//! Full-view zoom of a single image, layered above the modal.

use super::ViewState;
use crate::catalog::ImageRef;

impl ViewState {
    /// Zoom an image. Only valid while a modal is open; returns whether
    /// the zoom opened.
    pub fn open_zoom(&mut self, image: ImageRef) -> bool {
        if self.active_category.is_none() {
            tracing::debug!(%image, "Ignoring zoom without an open modal");
            return false;
        }
        self.zoomed_image = Some(image);
        true
    }

    pub fn close_zoom(&mut self) {
        self.zoomed_image = None;
    }
}
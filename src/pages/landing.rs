//! Landing page - the whole C.G.N Construções site.
//!
//! Sections in scroll order, with the gallery overlays and the
//! back-to-top button floating above them.

use dioxus::prelude::*;

use crate::components::{
    About, BackToTop, ContactSection, Hero, SiteFooter, SiteHeader, Testimonials, WorksSection,
    ZoomOverlay,
};

/// Landing page component.
#[component]
pub fn Landing() -> Element {
    rsx! {
        SiteHeader {}
        Hero {}
        About {}
        WorksSection {}
        ZoomOverlay {}
        Testimonials {}
        ContactSection {}
        SiteFooter {}
        BackToTop {}

        div { class: "fundo-dinamico", "aria-hidden": "true" }
    }
}
//! Error types for the CGN site

use thiserror::Error;

/// Main error type for site setup operations.
///
/// The gallery state machine itself never fails; these errors come from
/// building a catalog, loading configuration and installing logging.
#[derive(Error, Debug)]
pub enum SiteError {
    /// Two categories share the same id
    #[error("Duplicate category id: {0}")]
    DuplicateCategory(String),

    /// The paginated category named by the policy is not in the catalog
    #[error("Paginated category not in catalog: {0}")]
    UnknownPaginatedCategory(String),

    /// Page size must be at least one image
    #[error("Invalid page size: {0}")]
    InvalidPageSize(usize),

    /// Configuration file could not be parsed
    #[error("Config error: {0}")]
    Config(#[from] toml::de::Error),

    /// General I/O error
    #[error("IO error: {0}")]
    Io(#[from] std::io::Error),

    /// Tracing subscriber could not be installed
    #[error("Logging error: {0}")]
    Logging(String),
}

/// Result type alias using SiteError
pub type SiteResult<T> = Result<T, SiteError>;
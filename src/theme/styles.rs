//! Global CSS styles for the CGN site.
//!
//! Dark steel palette with a warm accent, mobile breakpoint at 768px.

pub const GLOBAL_STYLES: &str = r#"
/* === CSS Custom Properties === */
:root {
  /* STEEL (Backgrounds) */
  --steel-black: #0d0f12;
  --steel-dark: #16191e;
  --steel-border: #2a2f36;

  /* ACCENT (Highlights, calls to action) */
  --accent: #f2a33a;
  --accent-glow: rgba(242, 163, 58, 0.35);

  /* WHATSAPP */
  --whatsapp: #25d366;

  /* TEXT */
  --text-primary: #f5f5f5;
  --text-secondary: rgba(245, 245, 245, 0.75);
  --text-muted: rgba(245, 245, 245, 0.5);

  /* Typography */
  --font-sans: 'Montserrat', 'Segoe UI', Helvetica, Arial, sans-serif;

  /* Transitions */
  --transition-fast: 150ms ease;
  --transition-normal: 300ms ease;
  --transition-slow: 1s ease;
}

/* === Global Reset === */
*, *::before, *::after {
  box-sizing: border-box;
  margin: 0;
  padding: 0;
}

html {
  font-size: 16px;
  scroll-behavior: smooth;
  -webkit-font-smoothing: antialiased;
}

body {
  font-family: var(--font-sans);
  background: var(--steel-black);
  color: var(--text-primary);
  line-height: 1.6;
  min-height: 100vh;
}

a {
  color: inherit;
  text-decoration: none;
}

/* === Header === */
.header {
  position: fixed;
  top: 0;
  left: 0;
  right: 0;
  z-index: 50;
  display: flex;
  align-items: center;
  justify-content: space-between;
  padding: 0.75rem 2rem;
  background: rgba(13, 15, 18, 0.92);
  border-bottom: 1px solid var(--steel-border);
}

.logo-container {
  display: flex;
  align-items: center;
  gap: 0.75rem;
}

.logo {
  height: 48px;
}

.cgn-title {
  height: 32px;
}

.nav {
  display: flex;
  gap: 1.5rem;
}

.nav a {
  font-weight: 600;
  letter-spacing: 0.03em;
  transition: color var(--transition-fast);
}

.nav a:hover {
  color: var(--accent);
}

.hamburger {
  display: none;
  flex-direction: column;
  gap: 5px;
  cursor: pointer;
}

.hamburger span {
  width: 26px;
  height: 3px;
  background: var(--text-primary);
  transition: transform var(--transition-normal), opacity var(--transition-normal);
}

.hamburger.open span:nth-child(1) {
  transform: translateY(8px) rotate(45deg);
}

.hamburger.open span:nth-child(2) {
  opacity: 0;
}

.hamburger.open span:nth-child(3) {
  transform: translateY(-8px) rotate(-45deg);
}

/* === Sections === */
section {
  padding: 6rem 2rem 4rem;
  opacity: 0;
  transform: translateY(30px);
  transition: opacity var(--transition-slow), transform var(--transition-slow);
}

section.in-view {
  opacity: 1;
  transform: none;
}

.titulo-secao {
  text-align: center;
  font-size: 2rem;
  margin-bottom: 2rem;
}

.highlight {
  color: var(--accent);
  font-weight: 700;
}

/* === Hero === */
.hero {
  min-height: 100vh;
  display: flex;
  align-items: center;
  justify-content: center;
  text-align: center;
  background: linear-gradient(rgba(0, 0, 0, 0.6), rgba(0, 0, 0, 0.8)), var(--steel-dark);
}

.hero h1 {
  font-size: 3rem;
  margin-bottom: 1rem;
}

.hero p {
  color: var(--text-secondary);
  margin-bottom: 2rem;
}

.btn-whatsapp {
  display: inline-block;
  padding: 0.9rem 2rem;
  border-radius: 999px;
  background: var(--whatsapp);
  color: #fff;
  font-weight: 700;
  transition: transform var(--transition-fast);
}

.btn-whatsapp:hover {
  transform: scale(1.05);
}

/* === Sobre === */
.sobre {
  display: grid;
  grid-template-columns: 3fr 2fr;
  gap: 3rem;
  align-items: center;
  max-width: 1100px;
  margin: 0 auto;
}

.sobre-texto h2 {
  font-size: 2rem;
  margin-bottom: 1rem;
}

.sobre-texto p {
  color: var(--text-secondary);
  margin-bottom: 1rem;
}

.sobre-imagem img {
  width: 100%;
  max-width: 360px;
}

/* === Trabalhos === */
.cards-trabalhos {
  display: grid;
  grid-template-columns: repeat(auto-fit, minmax(220px, 1fr));
  gap: 1.5rem;
  max-width: 1100px;
  margin: 0 auto;
}

.card-trabalho {
  padding: 2rem 1.5rem;
  background: var(--steel-dark);
  border: 1px solid var(--steel-border);
  border-radius: 12px;
  text-align: center;
  cursor: pointer;
  transition: transform var(--transition-normal), box-shadow var(--transition-normal);
}

.card-trabalho:hover {
  transform: scale(1.05);
  box-shadow: 0 0 25px white;
}

.card-trabalho p {
  color: var(--text-muted);
}

/* === Modal === */
.modal {
  position: fixed;
  inset: 0;
  z-index: 100;
  display: flex;
  align-items: center;
  justify-content: center;
  background: rgba(0, 0, 0, 0.85);
}

.modal-content {
  position: relative;
  width: min(1000px, 92vw);
  max-height: 88vh;
  overflow-y: auto;
  padding: 2rem;
  background: var(--steel-dark);
  border-radius: 12px;
}

.modal-content .close {
  position: absolute;
  top: 1rem;
  right: 1rem;
  background: none;
  border: none;
  color: var(--text-primary);
  font-size: 1.5rem;
  cursor: pointer;
}

.modal-images {
  display: grid;
  grid-template-columns: repeat(auto-fill, minmax(180px, 1fr));
  gap: 0.75rem;
  margin-top: 1.5rem;
}

.modal-images img {
  width: 100%;
  aspect-ratio: 4 / 3;
  object-fit: cover;
  border-radius: 8px;
  cursor: zoom-in;
}

.ver-mais-container {
  margin-top: 1.5rem;
  text-align: center;
}

.btn-ver-mais {
  padding: 0.6rem 1.8rem;
  border: 1px solid var(--accent);
  border-radius: 999px;
  background: transparent;
  color: var(--accent);
  font-weight: 700;
  cursor: pointer;
}

.btn-ver-mais:hover {
  background: var(--accent-glow);
}

.ver-mais-info {
  margin-top: 0.5rem;
  color: var(--text-muted);
  font-size: 0.875rem;
}

/* === Zoom === */
.zoom-overlay {
  position: fixed;
  inset: 0;
  z-index: 200;
  display: flex;
  align-items: center;
  justify-content: center;
  background: rgba(0, 0, 0, 0.95);
  cursor: zoom-out;
}

.zoomed-img {
  max-width: 92vw;
  max-height: 92vh;
  border-radius: 8px;
  cursor: default;
}

/* === Depoimentos === */
.depoimentos-lista {
  display: grid;
  grid-template-columns: repeat(auto-fit, minmax(260px, 1fr));
  gap: 1.5rem;
  max-width: 1100px;
  margin: 0 auto;
}

blockquote {
  padding: 1.5rem;
  border-left: 4px solid var(--accent);
  background: var(--steel-dark);
  border-radius: 8px;
}

blockquote span {
  display: block;
  margin-top: 0.75rem;
  color: var(--text-muted);
}

/* === Contato === */
.empresa-grid {
  display: grid;
  grid-template-columns: repeat(auto-fit, minmax(220px, 1fr));
  gap: 1.5rem;
  max-width: 1100px;
  margin: 0 auto 3rem;
}

.empresa-card {
  padding: 1.5rem;
  background: var(--steel-dark);
  border: 1px solid var(--steel-border);
  border-radius: 12px;
  transition: transform var(--transition-normal);
}

.empresa-card:hover {
  transform: scale(1.05);
}

.empresa-card h3 {
  margin: 0.5rem 0;
}

.icon-white {
  color: #fff;
}

.tel-link {
  display: block;
  color: var(--text-secondary);
}

.tel-link:hover {
  color: var(--accent);
}

.form-contato {
  display: flex;
  flex-direction: column;
  gap: 0.75rem;
  max-width: 560px;
  margin: 0 auto;
}

.form-contato input,
.form-contato textarea {
  padding: 0.75rem 1rem;
  background: var(--steel-dark);
  border: 1px solid var(--steel-border);
  border-radius: 8px;
  color: var(--text-primary);
  font-family: inherit;
}

.form-contato button {
  padding: 0.8rem;
  border: none;
  border-radius: 8px;
  background: var(--accent);
  color: var(--steel-black);
  font-weight: 700;
  cursor: pointer;
}

/* === Footer === */
footer {
  padding: 2rem;
  text-align: center;
  border-top: 1px solid var(--steel-border);
  color: var(--text-muted);
}

.socials {
  display: flex;
  justify-content: center;
  gap: 1rem;
  margin-bottom: 0.75rem;
  font-size: 1.25rem;
}

.btn-top {
  position: fixed;
  right: 1.5rem;
  bottom: 1.5rem;
  z-index: 40;
  width: 44px;
  height: 44px;
  border: none;
  border-radius: 50%;
  background: var(--accent);
  color: var(--steel-black);
  font-size: 1.25rem;
  cursor: pointer;
}

.fundo-dinamico {
  position: fixed;
  inset: 0;
  z-index: -1;
  background: radial-gradient(circle at 20% 20%, rgba(242, 163, 58, 0.08), transparent 60%);
  pointer-events: none;
}

/* === Mobile === */
@media (max-width: 768px) {
  .header {
    padding: 0.75rem 1rem;
  }

  .hamburger {
    display: flex;
  }

  .nav {
    position: fixed;
    top: 72px;
    left: 0;
    right: 0;
    flex-direction: column;
    align-items: center;
    padding: 1.5rem 0;
    background: var(--steel-dark);
    transform: translateY(-150%);
    transition: transform var(--transition-normal);
  }

  .nav.open {
    transform: translateY(0);
  }

  .hero h1 {
    font-size: 2rem;
  }

  .sobre {
    grid-template-columns: 1fr;
  }
}
"#;
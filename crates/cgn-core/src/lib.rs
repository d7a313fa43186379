//! CGN Site Core Library
//!
//! State and content behind the C.G.N Construções single-page site.
//!
//! ## Overview
//!
//! The page shows a catalog of work categories. Opening a category shows
//! its photos in a modal; clicking a photo zooms it; the largest category
//! reveals its photos eight at a time. Escape closes the innermost open
//! layer: zoom, then modal, then the mobile menu.
//!
//! The whole interactive state is one [`ViewState`] driven by
//! [`GalleryAction`]s, independent of any UI toolkit.
//!
//! ## Quick Start
//!
//! ```
//! use cgn_core::{Gallery, GalleryAction, ViewState};
//!
//! let gallery = Gallery::builtin();
//! let mut state = ViewState::new(&gallery);
//!
//! state.apply(&gallery, GalleryAction::OpenCategory("estruturas".into()));
//! state.apply(&gallery, GalleryAction::ShowMore);
//! assert_eq!(state.visible_count(), 16);
//!
//! state.apply(&gallery, GalleryAction::Dismiss);
//! assert!(state.active_category().is_none());
//! ```

pub mod catalog;
pub mod config;
pub mod content;
pub mod error;
pub mod gallery;
pub mod logging;
pub mod visibility;

// Re-exports
pub use catalog::{range_images, Catalog, Category, CategoryId, ImageRef};
pub use config::SiteConfig;
pub use error::{SiteError, SiteResult};
pub use gallery::{
    Gallery, GalleryAction, GalleryPolicy, Layer, PageControl, PageStatus, Phase, PointerTarget,
    ViewState,
};
pub use visibility::SectionVisibility;
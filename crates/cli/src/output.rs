use crate::error::CliError;
use analyzer::{
    comparison::BenchmarkRecord, finding::Finding, monitor::MonitorReport, summary::PlanSummary,
};
use serde::Serialize;
use std::path::{Path, PathBuf};
use tracing::info;

fn to_json<T: Serialize>(value: &T) -> Result<String, CliError> {
    let json = serde_json::to_string_pretty(value)?;
    Ok(json)
}

/// Writes `value` as pretty JSON to `path`, or to stdout when no path is given.
pub async fn emit_json<T: Serialize>(value: &T, path: Option<&Path>) -> Result<(), CliError> {
    let json = to_json(value)?;
    match path {
        Some(path) => {
            tokio::fs::write(path, json).await?;
            info!("Wrote {}", path.display());
        }
        None => println!("{json}"),
    }
    Ok(())
}

/// Saves a benchmark record. A directory target gets the record's own file name.
pub async fn write_benchmark(
    record: &BenchmarkRecord,
    target: Option<&Path>,
) -> Result<(), CliError> {
    let path: Option<PathBuf> = match target {
        Some(dir) if tokio::fs::metadata(dir).await.is_ok_and(|m| m.is_dir()) => {
            Some(dir.join(record.file_name()))
        }
        other => other.map(Path::to_path_buf),
    };
    emit_json(record, path.as_deref()).await
}

fn or_na<T: ToString>(value: Option<T>) -> String {
    value
        .map(|v| v.to_string())
        .unwrap_or_else(|| "n/a".to_string())
}

pub fn print_summary(summary: &PlanSummary) {
    println!("Explain summary for '{}':", summary.namespace);
    println!("-----------------------------");
    println!("{:<22} {}", "Stages", summary.stage_chain());
    println!("{:<22} {}", "Execution success", summary.execution_success);
    println!("{:<22} {} ms", "Execution time", summary.execution_time_millis);
    println!(
        "{:<22} {}",
        "Optimization time",
        or_na(summary.optimization_time_millis.map(|ms| format!("{ms} ms")))
    );
    println!("{:<22} {}", "Returned", summary.n_returned);
    println!("{:<22} {}", "Docs examined", summary.total_docs_examined);
    println!("{:<22} {}", "Keys examined", summary.total_keys_examined);
    println!(
        "{:<22} {}",
        "Docs per returned",
        or_na(summary.docs_examined_per_returned.map(|r| format!("{r:.2}")))
    );
    println!("{:<22} {}", "Index", or_na(summary.index_name.as_deref()));
    println!("{:<22} {}", "Index type", or_na(summary.index_kind));
    println!("{:<22} {}", "Rejected plans", summary.rejected_plans);
    println!(
        "{:<22} {}",
        "Memory estimate",
        or_na(summary.memory_usage_bytes_estimate.map(|b| format!("{b} B")))
    );
}

pub fn print_findings(findings: &[Finding]) {
    for finding in findings {
        println!("[{:?}] {}: {}", finding.severity, finding.code, finding.message);
        if let Some(suggestion) = &finding.suggestion {
            println!("    -> {suggestion}");
        }
    }
}

pub fn print_monitor(report: &MonitorReport) {
    println!("Slow query monitor (threshold {} ms):", report.threshold_ms);
    println!("-----------------------------");
    println!(
        "{:<32} {:>10} {:<6} {}",
        "Query", "Time (ms)", "Slow", "Index"
    );
    for query in &report.queries {
        println!(
            "{:<32} {:>10} {:<6} {}",
            query.name,
            query.execution_time_millis,
            if query.slow { "yes" } else { "no" },
            or_na(query.index_name.as_deref())
        );
    }
    println!("-----------------------------");
    println!("{:<22} {}", "Queries tested", report.total);
    println!("{:<22} {}", "Slow queries", report.slow);
    println!("{:<22} {}", "Fast queries", report.fast);
    println!(
        "{:<22} {}",
        "Average time",
        or_na(report.average_execution_time_millis.map(|ms| format!("{ms:.1} ms")))
    );
}

#[cfg(test)]
mod tests {
    use super::*;
    use analyzer::summary::PlanSummary;
    use model::Document;

    fn summary(millis: u64) -> PlanSummary {
        PlanSummary {
            namespace: "trips_db.trips".into(),
            parsed_query: Document::new(),
            optimization_time_millis: None,
            rejected_plans: 0,
            execution_success: true,
            n_returned: 1,
            execution_time_millis: millis,
            total_docs_examined: 1,
            total_keys_examined: 1,
            stages: vec!["FETCH".into(), "IXSCAN".into()],
            index_name: Some("trip_time_1".into()),
            index_bounds: None,
            index_kind: None,
            memory_usage_bytes_estimate: None,
            sort_pattern: None,
            docs_examined_per_returned: Some(1.0),
        }
    }

    #[tokio::test]
    async fn test_write_benchmark_into_directory() {
        let dir = tempfile::tempdir().unwrap();
        let record = BenchmarkRecord::new("q1_simple_outlier", None, summary(400), summary(3));

        write_benchmark(&record, Some(dir.path())).await.unwrap();

        let written = dir.path().join(record.file_name());
        let json: serde_json::Value =
            serde_json::from_str(&std::fs::read_to_string(written).unwrap()).unwrap();
        assert_eq!(json["query_name"], "q1_simple_outlier");
        assert_eq!(json["comparison"]["improved"], true);
    }

    #[tokio::test]
    async fn test_emit_json_to_file() {
        let dir = tempfile::tempdir().unwrap();
        let path = dir.path().join("summary.json");

        emit_json(&summary(12), Some(&path)).await.unwrap();

        let json: serde_json::Value =
            serde_json::from_str(&std::fs::read_to_string(&path).unwrap()).unwrap();
        assert_eq!(json["executionTimeMillis"], 12);
    }

    #[test]
    fn test_or_na() {
        assert_eq!(or_na(Some(5)), "5");
        assert_eq!(or_na::<u64>(None), "n/a");
    }
}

---------------

● **What is expected**: What lines in the listing include the string "ease"? Copy them out.

● **Exercise solution**:
  --transition-fast: 150ms ease;
  --transition-normal: 300ms ease;
  --transition-slow: 1s ease;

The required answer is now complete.